US 12,003,668 B1
Virtual assistant architecture for natural language understanding in a customer service system
Yoryos Yeracaris, Savannah, GA (US); Michael Johnston, New York, NY (US); Ethan Selfridge, New York, NY (US); Phillip Gray, Cary, NC (US); and Patrick Haffner, Atlantic Highlands, NJ (US)
Assigned to Interactions LLC, Franklin, MA (US)
Filed by Interactions LLC, Franklin, MA (US)
Filed on Jun. 11, 2021, as Appl. No. 17/346,071.
Application 17/346,071 is a division of application No. 16/836,487, filed on Mar. 31, 2020, granted, now 11,606,463.
Int. Cl. H04M 3/493 (2006.01); G10L 13/00 (2006.01); G10L 15/01 (2013.01); G10L 21/10 (2013.01); H04M 3/523 (2006.01); H04M 3/53 (2006.01)
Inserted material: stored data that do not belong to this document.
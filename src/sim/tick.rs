//! Fixed timestep simulation step
//!
//! Advances the game by one 60 Hz step. Ordering matters: weather and
//! scenery first, then the pump, then the balloon on the nozzle, then
//! everything that flies.

use super::balloon::Balloon;
use super::entities::{Entity, UpdateCtx};
use super::game::Game;

impl Game {
    /// Advance one step; `now_ms` is the host clock, used for timed effects
    pub fn update(&mut self, now_ms: f64) {
        if self.game_over {
            return;
        }
        self.now_ms = now_ms;

        {
            let mut ctx = UpdateCtx {
                bounds: self.bounds,
                tuning: &self.tuning,
                rng: &mut self.rng,
            };

            if let Some(kind) = self.weather.update(&mut ctx, now_ms) {
                log::info!("Weather changed to {}", kind.as_str());
            }

            for cloud in &mut self.clouds {
                cloud.update(&mut ctx);
            }

            if self.birds_frozen && now_ms > self.freeze_end_ms {
                self.birds_frozen = false;
                log::debug!("Birds thawed");
            }
            if !self.birds_frozen {
                for bird in &mut self.birds {
                    bird.update(&mut ctx);
                }
            }
        }

        if let Err(e) = self.weather.snapshot().save(self.storage.as_mut()) {
            log::debug!("Weather not saved: {e}");
        }

        // Pump drives balloon creation in auto mode
        let pump = self.pump.update();
        if pump.needs_new_balloon && self.inflating.is_none() {
            self.create_balloon_if_needed();
        }

        if self.pump.should_inflate() {
            if let Some(balloon) = self.inflating.as_mut().filter(|b| b.is_inflating()) {
                balloon.inflate(
                    self.tuning.balloon.inflate_amount,
                    &self.tuning.balloon,
                    &mut self.rng,
                );
            }
        }

        if let Some(balloon) = self.inflating.take_if(|b| b.is_flying()) {
            self.launch(balloon);
        }

        let mut ctx = UpdateCtx {
            bounds: self.bounds,
            tuning: &self.tuning,
            rng: &mut self.rng,
        };
        self.balloons
            .retain_mut(|b| !b.is_popped() && b.update(&mut ctx));
        self.particles.retain_mut(|p| p.update(&mut ctx));
        self.popups.retain_mut(|p| p.update(&mut ctx));
    }

    /// Move a fully inflated balloon off the nozzle into the sky
    fn launch(&mut self, mut balloon: Balloon) {
        balloon.pos = self.pump.balloon_anchor(balloon.size);

        self.balloons.retain(|b| !b.is_popped());
        let capacity = self.tuning.max_balloons.max(1);
        while self.balloons.len() >= capacity {
            let evicted = self.balloons.remove(0);
            self.symbols.give_back(evicted.symbol);
            log::debug!("Evicted balloon {} '{}'", evicted.id, evicted.symbol.key());
        }

        log::debug!("Balloon {} launched", balloon.id);
        self.balloons.push(balloon);

        if !self.pump.is_auto() {
            self.pump.release();
        }
    }
}

#[cfg(test)]
mod tests {
    use glam::Vec2;

    use super::*;
    use crate::Bounds;
    use crate::persistence::{MemoryStorage, Storage, WEATHER_KEY};
    use crate::sim::game::ClickOutcome;
    use crate::sim::pump::PumpState;
    use crate::tuning::Tuning;

    const STEP_MS: f64 = 1000.0 / 60.0;

    fn game(seed: u64) -> Game {
        let mut g = Game::new(
            seed,
            Bounds::new(1000.0, 800.0),
            Tuning::default(),
            Box::new(MemoryStorage::new()),
            0.0,
        );
        g.birds.clear();
        g
    }

    /// Finish the balloon on the nozzle and run one step to launch it
    fn launch_one(g: &mut Game, now_ms: f64) {
        g.create_balloon_if_needed();
        if let Some(b) = g.inflating.as_mut() {
            let max = b.max_size;
            b.inflate(max, &g.tuning.balloon, &mut g.rng);
        }
        g.update(now_ms);
    }

    #[test]
    fn test_update_noop_when_game_over() {
        let mut g = game(1);
        launch_one(&mut g, STEP_MS);
        g.game_over = true;

        let pos = g.balloons[0].pos;
        let time = g.weather.time_of_day;
        g.update(2.0 * STEP_MS);
        assert_eq!(g.balloons[0].pos, pos);
        assert_eq!(g.weather.time_of_day, time);
        assert_eq!(g.now_ms(), STEP_MS);
    }

    #[test]
    fn test_manual_pumping_launches_and_releases() {
        let mut g = game(2);
        let handle = g.pump.handle_rect().center();
        assert_eq!(g.handle_click(handle.x, handle.y), ClickOutcome::PressedPump);

        let mut steps = 0;
        while g.balloons.is_empty() {
            steps += 1;
            g.update(steps as f64 * STEP_MS);
            assert!(steps < 100, "balloon never launched");
        }
        // 80 px at 2.5 px per inflating step
        assert_eq!(steps, 32);
        assert!(g.inflating_balloon().is_none());
        assert!(g.balloons[0].is_flying());
        assert!(!g.pump.is_pressing());
    }

    #[test]
    fn test_no_inflation_inside_dead_zone() {
        let mut g = game(3);
        g.create_balloon_if_needed();
        g.update(STEP_MS);
        assert_eq!(g.inflating_balloon().map(|b| b.size), Some(0.0));
    }

    #[test]
    fn test_capacity_evicts_oldest_and_returns_symbol() {
        let mut g = game(4);
        let capacity = g.tuning.max_balloons;
        for i in 0..capacity {
            launch_one(&mut g, i as f64 * STEP_MS);
        }
        assert_eq!(g.balloons.len(), capacity);
        let oldest = g.balloons[0].id;
        let oldest_symbol = g.balloons[0].symbol;

        launch_one(&mut g, capacity as f64 * STEP_MS);
        assert_eq!(g.balloons.len(), capacity);
        assert!(g.balloons.iter().all(|b| b.id != oldest));
        assert_eq!(g.symbols.in_use_count(), capacity);
        assert!(!g.symbols.is_in_use(oldest_symbol));
    }

    #[test]
    fn test_popped_balloons_dropped_next_step() {
        let mut g = game(5);
        launch_one(&mut g, STEP_MS);
        g.pop_balloon(0, false);
        g.update(2.0 * STEP_MS);
        assert!(g.balloons.is_empty());
        assert!(!g.particles.is_empty());

        for step in 3..200 {
            g.update(step as f64 * STEP_MS);
        }
        assert!(g.particles.is_empty());
        assert!(g.popups.is_empty());
    }

    #[test]
    fn test_auto_pump_produces_balloons() {
        let mut g = game(6);
        g.pump.toggle_auto_inflate();
        for step in 1..=600 {
            g.update(step as f64 * STEP_MS);
            assert_eq!(g.pump.state(), PumpState::AutoCycling);
        }
        assert!(g.balloons.len() >= 3);
    }

    #[test]
    fn test_freeze_stops_birds_until_deadline() {
        let mut g = game(7);
        g.spawn_birds();
        g.birds_frozen = true;
        g.freeze_end_ms = 1000.0;

        let before: Vec<Vec2> = g.birds.iter().map(|b| b.pos).collect();
        g.update(500.0);
        let during: Vec<Vec2> = g.birds.iter().map(|b| b.pos).collect();
        assert_eq!(before, during);
        assert!(g.birds_frozen());

        g.update(1000.5);
        assert!(!g.birds_frozen());
        assert!(g.birds.iter().zip(&before).all(|(b, p)| b.pos != *p));
    }

    #[test]
    fn test_weather_saved_each_step() {
        let mut g = game(8);
        g.update(STEP_MS);
        let raw = g.storage.get(WEATHER_KEY).unwrap();
        assert!(raw.is_some_and(|json| json.contains("timeOfDay")));
    }

    #[test]
    fn test_same_seed_same_game() {
        let run = |seed| {
            let mut g = game(seed);
            g.pump.toggle_auto_inflate();
            for step in 1..=400 {
                g.update(step as f64 * STEP_MS);
            }
            g.balloons
                .iter()
                .map(|b| (b.id, b.pos, b.symbol))
                .collect::<Vec<_>>()
        };
        assert_eq!(run(42), run(42));
    }
}
//! Deterministic simulation module
//!
//! All gameplay logic lives here. This module must be pure and deterministic:
//! - Fixed timestep only (tuning values are per 60 Hz step)
//! - Seeded RNG only
//! - Time comes from the host as a parameter, never read from a clock
//! - No rendering or platform dependencies

pub mod balloon;
pub mod entities;
pub mod game;
pub mod pump;
pub mod symbols;
pub mod tick;
pub mod weather;

pub use balloon::{Balloon, BalloonPhase, SpecialKind, Symbol};
pub use entities::{Bird, Cloud, Entity, Particle, ScorePopup, UpdateCtx};
pub use game::{ClickOutcome, Game};
pub use pump::{AirPump, PumpMode, PumpParts, PumpState, PumpUpdate, Stroke};
pub use symbols::SymbolPool;
pub use weather::{DayPhase, Raindrop, SkyColors, Star, SunRay, WeatherKind, WeatherManager};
CPC H04M 3/4938 (2013.01) [G10L 13/00 (2013.01); G10L 15/01 (2013.01); G10L 21/10 (2013.01); H04M 3/4933 (2013.01); H04M 3/4936 (2013.01); H04M 3/5232 (2013.01); H04M 3/5237 (2013.01); H04M 3/5315 (2013.01); H04M 3/5322 (2013.01); H04M 2203/355 (2013.01)] 20 Claims
OG exemplary drawing
 
1. A computer-implemented method comprising:
training dialog components to interpret user utterances based on training data including utterance data obtained from at least one of human intelligence (HI) or artificial intelligence (AI), wherein training the dialog components comprises:
for a first task corresponding to a dialog component:
for prior stored conversations, comparing results obtained by a first task model corresponding to the first task with stored results obtained from human agents who previously handled the conversations, and
responsive to the comparison indicating sufficient confidence in the first task model, adding the dialog component to a set of dialog components eligible for runtime use;
establishing a conversation between a user and a virtual assistant such that the virtual assistant manages the conversation, the conversation having corresponding dialog data including a state of the conversation;
identifying a task within the conversation, the task being associated with one or more of the trained dialog components and having a corresponding task model;
determining, based on a confidence score from application of the task model for the task being below a threshold, that the virtual assistant is unable to complete the task;
responsive to determining that the virtual assistant is unable to complete the task, assigning the task to a human agent for completion in an asynchronous manner, without the virtual assistant transferring control of the conversation to the human agent, such that the virtual assistant interprets a next task of the user in the conversation while the human agent is interpreting the task;
the virtual assistant receiving a result of the task from the human agent; and
the virtual assistant using the result of the task to respond to the user in the conversation.